Not am Amazon fan, and please let’s not do the Reddit “understanding something is the same as excusing it” thing.
They have every byte of data ever gathered from all their platforms: IP addresses, network scans from Echo, information from caching servers at ISPs, device fingerprints, site/API access patterns, typing cadences, mouse dwell fingerprinting, timing analysis of orders vs reviews, customer data access patterns vs customer reviews, description text and image analysis, product change timelines, buyer and reviewer clustering, banking details, registration and tax documents, all of it and more. They are one of the biggest data processing technology companies in the world (various flavours of "AI" and otherwise). They even have regulatory carve-outs for using PII for fraud prevention.
I am completely sure you could shine a great big data science floodlamp at all that data and have a vast number of scammers stand out in stark relief. It does feel a bit like the scammers are being tolerated to the extent that they don't drive customers away (and I am very sure the data for that is carefully monitored) or attract regulatory attention they can't lobby away.
Then again, who would win, one of the world's biggest AI company or the word "without": https://www.amazon.com/s?k=shirt+without+stripes
But when people buy a 5-star product that sucks and return it, Amazon loses money.
Amazon is better off having low ratings for products that are returned more.

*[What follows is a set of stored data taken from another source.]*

//! Output directory layout: `<root>/<database>/<category>/<name>.sql`.
//!
//! Database and object names come from the catalog and may contain
//! characters that are not safe in a path component. Those are
//! percent-encoded by [`path_component`], so every file stays inside its
//! category directory.

use crate::error::ExportError;
use crate::models::ObjectCategory;
use crate::Result;
use std::ffi::OsStr;
use std::path::{Path, PathBuf};

/// File extension of every exported definition.
pub const DEFINITION_EXTENSION: &str = "sql";

/// Suffix of the staging file a definition is written to before it is
/// renamed into place.
pub const STAGING_SUFFIX: &str = "tmp";

/// Encodes a catalog name as a single path component.
///
/// `%`, path separators, characters reserved on Windows, and control
/// characters become `%XX`. A name made only of dots has every dot
/// encoded so it cannot mean the current or parent directory. Ordinary
/// names are returned unchanged, and the mapping is injective.
pub fn path_component(name: &str) -> String {
    let dots_only = !name.is_empty() && name.chars().all(|c| c == '.');
    let mut encoded = String::with_capacity(name.len());
    for c in name.chars() {
        let reserved = matches!(c, '%' | '/' | '\\' | ':' | '*' | '?' | '"' | '<' | '>' | '|')
            || c.is_control()
            || (dots_only && c == '.');
        if reserved {
            let mut buf = [0u8; 4];
            for byte in c.encode_utf8(&mut buf).bytes() {
                encoded.push_str(&format!("%{:02X}", byte));
            }
        } else {
            encoded.push(c);
        }
    }
    encoded
}

/// Sibling of `path` that its contents are written to before the rename.
pub fn staging_path(path: &Path) -> PathBuf {
    let mut name = path.file_name().map(OsStr::to_os_string).unwrap_or_default();
    name.push(".");
    name.push(STAGING_SUFFIX);
    path.with_file_name(name)
}

/// Resolved output folder for one database.
#[derive(Debug, Clone, PartialEq, Eq)]
pub struct ExportLayout {
    database_dir: PathBuf,
}

impl ExportLayout {
    /// Describes the layout without touching the filesystem.
    pub fn new(output_root: impl AsRef<Path>, database: &str) -> Self {
        Self {
            database_dir: output_root.as_ref().join(path_component(database)),
        }
    }

    /// `<root>/<database>`
    pub fn database_dir(&self) -> &Path {
        &self.database_dir
    }

    /// `<root>/<database>/<category>`
    pub fn category_dir(&self, category: ObjectCategory) -> PathBuf {
        self.database_dir.join(category.dir_name())
    }

    /// `<root>/<database>/<category>/<name>.sql`
    pub fn object_path(&self, category: ObjectCategory, name: &str) -> PathBuf {
        self.category_dir(category).join(format!(
            "{}.{}",
            path_component(name),
            DEFINITION_EXTENSION
        ))
    }

    /// Creates the directory for one category, including missing parents.
    ///
    /// Succeeds without changes when the directory already exists.
    ///
    /// # Errors
    /// Returns an I/O error if the directory cannot be created.
    pub async fn ensure_category(&self, category: ObjectCategory) -> Result<PathBuf> {
        let dir = self.category_dir(category);
        tokio::fs::create_dir_all(&dir).await.map_err(|e| {
            ExportError::io(format!("Failed to create directory {}", dir.display()), e)
        })?;
        tracing::debug!("Ensured output directory {}", dir.display());
        Ok(dir)
    }
}
//! SQL Server integration tests using testcontainers.
//!
//! These start a real SQL Server container and need Docker, so they are
//! ignored by default. Run with `cargo test -- --ignored`.

#![allow(clippy::expect_used)]
#![allow(clippy::unwrap_used)]
#![allow(clippy::uninlined_format_args)]

#[cfg(feature = "mssql")]
mod sqlserver_integration {
    use std::time::Duration;
    use tempfile::TempDir;
    use testcontainers_modules::{
        mssql_server::MssqlServer,
        testcontainers::{ContainerAsync, ImageExt, runners::AsyncRunner},
    };
    use tiberius::{Client, Config};
    use tokio::net::TcpStream;
    use tokio_util::compat::TokioAsyncWriteCompatExt;
    use txtsql_core::{
        CatalogSource, ConnectionString, ExportLayout, Exporter, ObjectCategory,
        SqlServerCatalog,
    };

    const SA_PASSWORD: &str = "Txtsql_Test_Pw1!";
    const WRONG_PASSWORD: &str = "Not_The_Sa_Pw_42";

    fn ado(port: u16, database: &str) -> String {
        format!(
            "Server=tcp:127.0.0.1,{};Database={};User Id=sa;Password={};TrustServerCertificate=true",
            port, database, SA_PASSWORD
        )
    }

    async fn execute(port: u16, database: &str, statements: &[&str]) {
        let config = Config::from_ado_string(&ado(port, database)).unwrap();
        let tcp = TcpStream::connect(config.get_addr()).await.unwrap();
        tcp.set_nodelay(true).unwrap();
        let mut client = Client::connect(config, tcp.compat_write()).await.unwrap();
        for statement in statements {
            client
                .execute(*statement, &[])
                .await
                .unwrap_or_else(|e| panic!("statement failed: {}: {}", statement, e));
        }
        client.close().await.unwrap();
    }

    async fn start_server() -> (ContainerAsync<MssqlServer>, u16) {
        let container = MssqlServer::default()
            .with_env_var("ACCEPT_EULA", "Y")
            .with_env_var("MSSQL_SA_PASSWORD", SA_PASSWORD)
            .start()
            .await
            .expect("Failed to start SQL Server container");

        let port = container
            .get_host_port_ipv4(1433)
            .await
            .expect("Failed to get port");

        execute(port, "master", &["CREATE DATABASE Inventory"]).await;
        execute(
            port,
            "Inventory",
            &[
                "CREATE TABLE Items (id int IDENTITY(1,1) NOT NULL, sku varchar(20) NOT NULL, notes nvarchar(max) NULL)",
                "CREATE VIEW vItems AS SELECT id, sku FROM Items",
                "CREATE PROCEDURE usp_CountItems AS SELECT COUNT(*) FROM Items",
                "CREATE FUNCTION fn_Twice(@x int) RETURNS int AS BEGIN RETURN @x * 2 END",
            ],
        )
        .await;

        (container, port)
    }

    #[tokio::test]
    #[ignore = "requires Docker"]
    async fn test_integration_export_inventory_database() {
        let (_container, port) = start_server().await;
        let connection = ConnectionString::new(ado(port, "Inventory"));

        let mut catalog = SqlServerCatalog::connect(&connection, Duration::from_secs(60))
            .await
            .expect("Failed to connect");

        assert_eq!(catalog.database_name().await.unwrap(), "Inventory");
        assert!(catalog.server_version().await.unwrap().contains("SQL Server"));

        let temp = TempDir::new().unwrap();
        let summary = Exporter::new(temp.path())
            .export_database(&mut catalog)
            .await
            .expect("Export failed");
        catalog.close().await.expect("Failed to close connection");

        assert_eq!(summary.count(ObjectCategory::Table), 1);
        assert_eq!(summary.count(ObjectCategory::View), 1);
        assert_eq!(summary.count(ObjectCategory::StoredProcedure), 1);
        assert_eq!(summary.count(ObjectCategory::Function), 1);

        let layout = ExportLayout::new(temp.path(), "Inventory");
        let table =
            std::fs::read_to_string(layout.object_path(ObjectCategory::Table, "Items")).unwrap();
        assert!(table.starts_with("CREATE TABLE [Items] (\n"));
        assert!(table.contains("[id] int NOT NULL IDENTITY(1,1)"));
        assert!(table.contains("[sku] varchar(20) NOT NULL"));
        assert!(table.contains("[notes] nvarchar(MAX) NULL"));
        assert!(table.ends_with("\n);"));

        let view =
            std::fs::read_to_string(layout.object_path(ObjectCategory::View, "vItems")).unwrap();
        assert!(view.contains("CREATE VIEW vItems AS SELECT id, sku FROM Items"));

        let function = std::fs::read_to_string(
            layout.object_path(ObjectCategory::Function, "fn_Twice"),
        )
        .unwrap();
        assert!(function.contains("RETURN @x * 2"));
    }

    #[tokio::test]
    #[ignore = "requires Docker"]
    async fn test_integration_unknown_object_definition_fails() {
        let (_container, port) = start_server().await;
        let connection = ConnectionString::new(ado(port, "Inventory"));

        let mut catalog = SqlServerCatalog::connect(&connection, Duration::from_secs(60))
            .await
            .unwrap();

        let result = catalog.definition_text("does_not_exist").await;
        assert!(result.is_err());
        catalog.close().await.unwrap();
    }

    #[tokio::test]
    #[ignore = "requires Docker"]
    async fn test_integration_wrong_password_is_connection_error() {
        let (_container, port) = start_server().await;
        let connection = ConnectionString::new(format!(
            "Server=tcp:127.0.0.1,{};Database=Inventory;User Id=sa;Password={};TrustServerCertificate=true",
            port, WRONG_PASSWORD
        ));

        let result = SqlServerCatalog::connect(&connection, Duration::from_secs(60)).await;
        let error = result.err().expect("login should fail");
        assert!(matches!(error, txtsql_core::ExportError::Connection { .. }));
        assert!(!format!("{:?}", error).contains(WRONG_PASSWORD));
    }
}
//! SQL Server object definition exporter.
//!
//! This binary connects to one database and writes every table, view,
//! stored procedure, and function definition to its own `.sql` file.
//!
//! # Guarantees
//! - Read-only database statements only
//! - Connection strings are redacted in logs and errors
//! - The first failure aborts the run with a non-zero exit code

use anyhow::Context;
use clap::Parser;
use tracing::error;
use txtsql_core::init_logging;
use txtsql_export::{Cli, Command, load_run, run};

#[tokio::main(flavor = "current_thread")]
async fn main() -> anyhow::Result<()> {
    let cli = Cli::parse();

    init_logging(cli.global.verbose, cli.global.quiet)?;

    let resolved = load_run(&cli.settings)
        .await
        .context("Failed to load configuration")?;

    match cli.command.unwrap_or(Command::Export) {
        Command::Export => {
            run::export(&resolved).await.map_err(|e| {
                error!("Export aborted: {}", e);
                e
            })?;
        }
        Command::Test => {
            run::test_connection(&resolved)
                .await
                .context("Connection test failed")?;
        }
    }

    Ok(())
}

That's a general social media thing and it's annoying as hell. Means every statement that corrects falsehoods and misconceptions against something that you yourself don't like needs to come with a disclaimer that you don't actually like it.
And let me flag this is a that. Many years ago I reported a search that returned three pages of results for one product that only comes by the box and by the case. Last I looked it was still three pages.
Perhaps not 'complicit', but with a reckless disregard towards fraud.
Well that's on Amazon then. They could go the Walmart route and enforce in-house random testing on the stuff they sell. Walmart, for all the rightful hate they get, Aldi, Lidl, Costco, Coop, they all have very strict and extensive negotiations for purchase, and they can, do and will refuse shipments from vendors that fail to meet QA.
But they don't, that's how Bezos got one of the richest men in the world. And Amazon got entrenched way too fast for regulators to ever meaningfully catch up.
It's similar for "shark attorneys," who will typically hail from tier 2 and 3 schools. They're the aggressive hustlers.
If I were a law school professor, I’d probably also say that.
Or more likely a jaded B-student who has been around the block a few times.
The reason this works is that the C-students include students who have always known that their social network would facilitate them being rainmakers, while B-students are often middle-class try-hards who don’t have the right social network and don’t have the social skills to develop the right one.
Didn't Napster get buttfucked for "facilitating" piracy?
Should have been owned by Bezos so they'd be immune from laws that affect only mere mortals.